*What to work on*
Would you please copy each line of the data in which the string "PhaseCompleted" occurs?

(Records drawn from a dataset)
=-=-=

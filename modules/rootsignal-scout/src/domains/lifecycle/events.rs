//! Lifecycle domain events: engine start, phase transitions, run completion.

use serde::{Deserialize, Serialize};

use crate::core::events::PipelinePhase;
use crate::core::stats::ScoutStats;

#[derive(Debug, Clone, Serialize, Deserialize)]
#[serde(tag = "type", rename_all = "snake_case")]
pub enum LifecycleEvent {
    EngineStarted {
        run_id: String,
    },
    PhaseStarted {
        phase: PipelinePhase,
    },
    PhaseCompleted {
        phase: PipelinePhase,
    },
    SourcesScheduled {
        tension_count: u32,
        response_count: u32,
    },
    RunCompleted {
        stats: ScoutStats,
    },
    MetricsCompleted,
}

impl LifecycleEvent {
    pub fn event_type_str(&self) -> String {
        let variant = match self {
            Self::EngineStarted { .. } => "engine_started",
            Self::PhaseStarted { .. } => "phase_started",
            Self::PhaseCompleted { .. } => "phase_completed",
            Self::SourcesScheduled { .. } => "sources_scheduled",
            Self::RunCompleted { .. } => "run_completed",
            Self::MetricsCompleted => "metrics_completed",
        };
        format!("lifecycle:{variant}")
    }

    pub fn to_persist_payload(&self) -> serde_json::Value {
        serde_json::to_value(self).expect("LifecycleEvent serialization should never fail")
    }
}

=-=-=

*Exercise response*
    PhaseCompleted {
            Self::PhaseCompleted { .. } => "phase_completed",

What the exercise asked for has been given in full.